Fica um momento em silêncio. De repente, desabafa:
E sabes o pior? Isto foi tudo por causa de uma amiga dela! Disse-me na cara: que era bem melhor, que era ela que eu devia escolher… Achei nojento.
Filipa aperta-lhe mais um pouco o braço.
E agora? Vais falar com a Inês? Ainda pode voltar atrás… pergunta com cuidado.
Não quer mudar, Filipa. Diz que agora gosta mais dela assim. Chamou-me até insensível por não valorizar o esforço dela enquanto eu estava fora… Ele encolhe-se no sofá, derrotado. Eu amo-a, amo tanto… Mas ela foi embora, deixou de existir. Ficou só esta imagem de revista. Não consigo…
Filipa, serena, não diz nada. Segura-lhe a mão, deseja convencê-lo de que não carrega culpa, que não falhou.
Lembras-te daquela tarde em Sintra, Miguel, quando ela disse que queria que fosse “assim para sempre”? sussurra Filipa.
Lembro… Miguel deixou cair as palavras num tom amargurado. E eu prometi-lhe. Acreditava mesmo que ia ser para sempre. Nunca pensei…
Fez-se silêncio. Lá fora, o sol tenta furar as nuvens. Miguel fica a olhar o céu, perdido em pensamentos.
Agora? Ela olha-se ao espelho e vê uma mulher bonita; eu olho para ela e não reconheço a pessoa do meu lado. Como é que mudámos tanto em tão pouco tempo?
As lágrimas voltam a correr-lhe pela cara. Filipa abraça-o, tentando passar-lhe alguma força.
Não é culpa tua, Miguel. Tu amaste. Deste tudo de ti. Às vezes as pessoas deixam-se convencer pelos medos e inseguranças dos outros… Só isso.

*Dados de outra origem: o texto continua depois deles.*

use std::path::PathBuf;

use broadjump::schema::FrameAdapter;
use broadjump::{frames_to_csv, frames_to_jumps, JumpConfig, JumpProcessor, JumpState};

fn fixture(name: &str) -> String {
    let path = PathBuf::from(env!("CARGO_MANIFEST_DIR"))
        .join("fixtures")
        .join(name);
    std::fs::read_to_string(path).expect("fixture should be readable")
}

#[test]
fn single_jump_fixture_yields_one_event() {
    let jumps = frames_to_jumps(&fixture("single_jump.ndjson"), &JumpConfig::default())
        .expect("fixture should process");

    assert_eq!(jumps.len(), 1);
    let jump = &jumps[0];
    assert_eq!(jump.sequence_number, 1);
    assert_eq!(jump.takeoff_time, 1.0);
    assert_eq!(jump.landing_time, 1.6);
    assert!((jump.air_time - 0.6).abs() < 1e-9);
    assert_eq!(jump.horizontal_displacement, 60.0);
}

#[test]
fn single_jump_fixture_csv() {
    let csv = frames_to_csv(&fixture("single_jump.ndjson"), &JumpConfig::default())
        .expect("fixture should process")
        .expect("a jump should be detected");

    assert_eq!(
        csv,
        "count,takeoff_time,landing_time,air_time_s,jump_distance_px\n1,1.000,1.600,0.600,60.00\n"
    );
}

#[test]
fn fixture_gaps_and_stale_frames_are_absorbed() {
    let frames = FrameAdapter::parse_ndjson(&fixture("single_jump.ndjson")).unwrap();
    assert!(FrameAdapter::validate_frames(&frames).is_empty());

    let mut processor = JumpProcessor::default();
    let mut states = Vec::new();
    for frame in &frames {
        if let Some(tick) = processor.process_frame(frame) {
            states.push(tick.state);
        }
    }

    let stats = processor.stats();
    assert_eq!(stats.frames_processed, 18);
    assert_eq!(stats.frames_with_signal, 17);
    assert_eq!(stats.frames_without_signal, 1);
    assert_eq!(stats.frames_dropped, 1);

    // Grounded, then airborne, then grounded again; never flapping
    let transitions = states.windows(2).filter(|w| w[0] != w[1]).count();
    assert_eq!(transitions, 2);
    assert_eq!(states.last(), Some(&JumpState::Grounded));

    let report = processor.report();
    assert_eq!(report.summary.jump_count, 1);
    assert!(!report.summary.ended_airborne);
}

#[test]
fn higher_threshold_suppresses_jump() {
    let config = JumpConfig::from_json(r#"{"detector": {"y_threshold": 30.0}}"#).unwrap();

    let csv = frames_to_csv(&fixture("single_jump.ndjson"), &config).unwrap();

    assert_eq!(csv, None);
}

#[test]
fn truncated_stream_discards_flight() {
    let content = fixture("single_jump.ndjson");
    // Cut the stream before the landing frames
    let truncated = content.lines().take(14).collect::<Vec<_>>().join("\n");

    let jumps = frames_to_jumps(&truncated, &JumpConfig::default()).unwrap();

    assert!(jumps.is_empty());
}

#[test]
fn null_ankle_coordinate_only_costs_that_frame() {
    let content = fixture("single_jump.ndjson");
    let mut lines: Vec<String> = content.lines().map(str::to_string).collect();

    let mut frame: serde_json::Value = serde_json::from_str(&lines[2]).unwrap();
    assert_eq!(frame["timestamp"], 0.2);
    frame["detection"]["landmarks"][0]["x"] = serde_json::Value::Null;
    lines[2] = frame.to_string();
    let ndjson = lines.join("\n");

    let jumps = frames_to_jumps(&ndjson, &JumpConfig::default())
        .expect("a malformed landmark should not fail the stream");
    assert_eq!(jumps.len(), 1);
    assert_eq!(jumps[0].takeoff_time, 1.0);
    assert_eq!(jumps[0].landing_time, 1.6);

    let mut processor = JumpProcessor::default();
    for frame in FrameAdapter::parse_ndjson(&ndjson).unwrap() {
        processor.process_frame(&frame);
    }
    assert_eq!(processor.stats().frames_with_signal, 16);
    assert_eq!(processor.stats().frames_without_signal, 2);
}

Não és tu que tens de carregar esse peso, diz, calma, sem falsas promessas.
Miguel, esgotado pelas emoções, olha-a, perdido.
E se fui eu que falhei? A culpa é minha por não ser mais compreensivo? Talvez ela só tivesse medo… talvez achasse que não era suficiente.
Sentires o que sentes é só teu direito, Miguel. Mas se ainda sentes que podes tentar recuperar, dá-lhe esse espaço para te explicar. Conversa. Só saberás se ainda há possibilidade se não ficares calado.
Miguel limpa a cara, observa o céu. O fim do dia traz consigo um pouco de cor, como se anunciasse esperança. Suspira, reconfortado, e deixa-se estar em silêncio, a pensar no futuro sem respostas, mas com a intenção de, pelo menos, tentar entender.
A vida, no Porto, continua. E ambos ficam ali, na sala, mergulhados no som distante da cidade, agarrados à verdade que se esconde entre a dor e o amor: só a conversa e o tempo dirão o que realmente ficou por trás daquela beleza fingida.